- TASK TO COMPLETE -
Your response should consist of the full data, set down exactly.

*** Opening EXERCISE DATA ***

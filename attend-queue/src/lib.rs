//! # attend-queue: In-Process Background Jobs
//!
//! Run slow work (PDF certificates, outbound email) off the request path
//! inside the same process, with bounded concurrency and automatic retries.
//!
//! ## Features
//!
//! - **FIFO dispatch** to one registered processor per queue, at most `concurrency` jobs at once
//! - **Retries with backoff**: fixed or exponential delays, per-job attempt budgets
//! - **Rate limiting**: optional minimum spacing between dispatches
//! - **Observability**: synchronous listeners, an async event stream, counters and tracing spans
//! - **Retention**: a recurring cleaner evicts old completed jobs
//!
//! ## Quick Start
//!
//! ```rust,no_run
//! use attend_queue::prelude::*;
//!
//! #[derive(Clone)]
//! struct CertificateJob {
//!     attendance_id: u64,
//! }
//!
//! # async fn run() -> QueueResult<()> {
//! let queue: JobQueue<CertificateJob, String> =
//!     JobQueue::new(QueueConfig::certificate_generation())?;
//!
//! queue.register_processor(|job: JobContext<CertificateJob>| async move {
//!     job.report_progress(50).await;
//!     Ok::<_, JobError>(format!("certificate-{}.pdf", job.payload.attendance_id))
//! })?;
//!
//! let handle = queue.enqueue(CertificateJob { attendance_id: 42 }, None);
//! println!("queued job {}", handle.id());
//! # Ok(())
//! # }
//! ```

pub mod backoff;
pub mod config;
pub mod error;
pub mod execution;
pub mod maintenance;
pub mod observability;
pub mod queue;
pub(crate) mod store;
pub mod types;

pub use backoff::{compute_backoff, DEFAULT_BACKOFF_DELAY};
pub use config::{CleanPolicy, QueueConfig};
pub use error::{JobError, QueueError, QueueResult};
pub use execution::{JobContext, Processor, ProgressReporter, ProgressSink};
pub use maintenance::{Cleanable, Cleaner};
pub use observability::{BoxStream, EventListener, ListenerId, MetricsSnapshot};
pub use queue::{JobHandle, JobQueue};
pub use types::{
    Backoff, BackoffKind, JobEvent, JobId, JobOptions, JobOptionsPatch, JobRecord, JobStatus,
    QueueStats,
};

#[cfg(feature = "tracing-basic")]
pub use observability::init_tracing;

/// Everything needed to define processors and run queues
pub mod prelude {
    pub use crate::{
        Backoff, BackoffKind, CleanPolicy, Cleaner, JobContext, JobError, JobEvent, JobHandle,
        JobId, JobOptions, JobOptionsPatch, JobQueue, JobRecord, JobStatus, Processor,
        QueueConfig, QueueError, QueueResult, QueueStats,
    };

    pub use async_trait::async_trait;
}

*** Closing EXERCISE DATA ***

- REPLY -
filename attend-queue/src/lib.rs
//! # attend-queue: In-Process Background Jobs
//!
//! Run slow work (PDF certificates, outbound email) off the request path
//! inside the same process, with bounded concurrency and automatic retries.
//!
//! ## Features
//!
//! - **FIFO dispatch** to one registered processor per queue, at most `concurrency` jobs at once
//! - **Retries with backoff**: fixed or exponential delays, per-job attempt budgets
//! - **Rate limiting**: optional minimum spacing between dispatches
//! - **Observability**: synchronous listeners, an async event stream, counters and tracing spans
//! - **Retention**: a recurring cleaner evicts old completed jobs
//!
//! ## Quick Start
//!
//! ```rust,no_run
//! use attend_queue::prelude::*;
//!
//! #[derive(Clone)]
//! struct CertificateJob {
//!     attendance_id: u64,
//! }
//!
//! # async fn run() -> QueueResult<()> {
//! let queue: JobQueue<CertificateJob, String> =
//!     JobQueue::new(QueueConfig::certificate_generation())?;
//!
//! queue.register_processor(|job: JobContext<CertificateJob>| async move {
//!     job.report_progress(50).await;
//!     Ok::<_, JobError>(format!("certificate-{}.pdf", job.payload.attendance_id))
//! })?;
//!
//! let handle = queue.enqueue(CertificateJob { attendance_id: 42 }, None);
//! println!("queued job {}", handle.id());
//! # Ok(())
//! # }
//! ```

pub mod backoff;
pub mod config;
pub mod error;
pub mod execution;
pub mod maintenance;
pub mod observability;
pub mod queue;
pub(crate) mod store;
pub mod types;

pub use backoff::{compute_backoff, DEFAULT_BACKOFF_DELAY};
pub use config::{CleanPolicy, QueueConfig};
pub use error::{JobError, QueueError, QueueResult};
pub use execution::{JobContext, Processor, ProgressReporter, ProgressSink};
pub use maintenance::{Cleanable, Cleaner};
pub use observability::{BoxStream, EventListener, ListenerId, MetricsSnapshot};
pub use queue::{JobHandle, JobQueue};
pub use types::{
    Backoff, BackoffKind, JobEvent, JobId, JobOptions, JobOptionsPatch, JobRecord, JobStatus,
    QueueStats,
};

#[cfg(feature = "tracing-basic")]
pub use observability::init_tracing;

/// Everything needed to define processors and run queues
pub mod prelude {
    pub use crate::{
        Backoff, BackoffKind, CleanPolicy, Cleaner, JobContext, JobError, JobEvent, JobHandle,
        JobId, JobOptions, JobOptionsPatch, JobQueue, JobRecord, JobStatus, Processor,
        QueueConfig, QueueError, QueueResult, QueueStats,
    };

    pub use async_trait::async_trait;
}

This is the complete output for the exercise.